§ **REQUIRED ACTION**
What is the number of lines in the data below that contain "into"? Answer with that number and no other words.
:: EXTRACTED RECORDS
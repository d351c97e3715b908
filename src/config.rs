use serde::{Deserialize, Serialize};
use std::fs;
use std::path::Path;

use crate::format::DEFAULT_CURRENCY_SYMBOL;
use crate::machine::MachineType;
use crate::scenario::Scenario;

/// 기본 설정 파일 경로. `--config`를 생략하면 이 경로를 쓴다.
pub const DEFAULT_CONFIG_PATH: &str = "config.toml";

/// 애플리케이션 설정을 표현한다. 파일에 빠진 키는 기본값으로 채운다.
#[derive(Debug, Clone, PartialEq, Serialize, Deserialize)]
#[serde(default)]
pub struct Config {
    /// 언어 코드 (auto/en-us/ko-kr)
    pub language: String,
    /// 언어팩 TOML 디렉터리
    #[serde(skip_serializing_if = "Option::is_none")]
    pub language_pack_dir: Option<String>,
    /// 가격 표시용 통화 기호
    pub currency_symbol: String,
    /// 시작 시 선택되는 시나리오
    pub default_scenario: Scenario,
    /// 시작 시 선택되는 기종
    pub default_machine: MachineType,
    /// GUI 창 투명도(0.3~1.0)
    pub window_alpha: f32,
    /// GUI에 등록할 사용자 폰트(한글 표시용)
    #[serde(skip_serializing_if = "Option::is_none")]
    pub font_path: Option<String>,
}

impl Default for Config {
    fn default() -> Self {
        Self {
            language: "auto".into(),
            language_pack_dir: None,
            currency_symbol: DEFAULT_CURRENCY_SYMBOL.into(),
            default_scenario: Scenario::AllVariables,
            default_machine: MachineType::Lathe,
            window_alpha: 1.0,
            font_path: None,
        }
    }
}

/// 설정 로드/저장 시 발생 가능한 오류를 표현한다.
#[derive(Debug)]
pub enum ConfigError {
    /// 파일 입출력 오류
    Io(std::io::Error),
    /// TOML 역직렬화 오류
    Serde(toml::de::Error),
    /// TOML 직렬화 오류
    Serialize(toml::ser::Error),
}

impl std::fmt::Display for ConfigError {
    fn fmt(&self, f: &mut std::fmt::Formatter<'_>) -> std::fmt::Result {
        match self {
            ConfigError::Io(e) => write!(f, "config file I/O error: {e}"),
            ConfigError::Serde(e) => write!(f, "config parse error: {e}"),
            ConfigError::Serialize(e) => write!(f, "config serialization error: {e}"),
        }
    }
}

impl std::error::Error for ConfigError {}

impl From<std::io::Error> for ConfigError {
    fn from(value: std::io::Error) -> Self {
        ConfigError::Io(value)
    }
}

impl From<toml::de::Error> for ConfigError {
    fn from(value: toml::de::Error) -> Self {
        ConfigError::Serde(value)
    }
}

impl From<toml::ser::Error> for ConfigError {
    fn from(value: toml::ser::Error) -> Self {
        ConfigError::Serialize(value)
    }
}

/// 지정 경로의 설정을 로드한다. 파일이 없으면 기본값을 저장한 뒤 돌려준다.
pub fn load_or_default_at(path: &Path) -> Result<Config, ConfigError> {
    if path.exists() {
        let content = fs::read_to_string(path)?;
        let cfg: Config = toml::from_str(&content)?;
        tracing::debug!(path = %path.display(), "config loaded");
        Ok(cfg)
    } else {
        let cfg = Config::default();
        save_config(&cfg, path)?;
        tracing::info!(path = %path.display(), "default config written");
        Ok(cfg)
    }
}

fn save_config(cfg: &Config, path: &Path) -> Result<(), ConfigError> {
    let content = toml::to_string_pretty(cfg)?;
    fs::write(path, content)?;
    Ok(())
}

impl Config {
    pub fn save_to(&self, path: &Path) -> Result<(), ConfigError> {
        save_config(self, path)
    }
}

#[cfg(test)]
mod tests {
    use super::*;

    #[test]
    fn partial_file_falls_back_to_defaults() {
        let cfg: Config = toml::from_str(
            "language = \"ko-kr\"\ndefault_machine = \"Milling\"\n",
        )
        .unwrap();
        assert_eq!(cfg.language, "ko-kr");
        assert_eq!(cfg.default_machine, MachineType::Milling);
        assert_eq!(cfg.default_scenario, Scenario::AllVariables);
        assert_eq!(cfg.currency_symbol, "₦");
    }

    #[test]
    fn config_round_trips_through_toml() {
        let cfg = Config {
            default_scenario: Scenario::ExcludingWorkpiecesAndOperators,
            currency_symbol: "$".into(),
            language_pack_dir: Some("locales".into()),
            ..Config::default()
        };
        let text = toml::to_string_pretty(&cfg).unwrap();
        let back: Config = toml::from_str(&text).unwrap();
        assert_eq!(back, cfg);
    }

    #[test]
    fn missing_file_writes_defaults() {
        let path = std::env::temp_dir().join(format!(
            "price_estimator_cfg_{}.toml",
            std::process::id()
        ));
        let _ = fs::remove_file(&path);
        let cfg = load_or_default_at(&path).unwrap();
        assert_eq!(cfg, Config::default());
        assert!(path.exists());
        let again = load_or_default_at(&path).unwrap();
        assert_eq!(again, cfg);
        let _ = fs::remove_file(&path);
    }

    #[test]
    fn invalid_scenario_in_file_is_a_parse_error() {
        let err = toml::from_str::<Config>("default_scenario = \"Everything\"").unwrap_err();
        assert!(!err.to_string().is_empty());
    }
}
::::
§ **SOLUTION TO THE PROBLEM**
4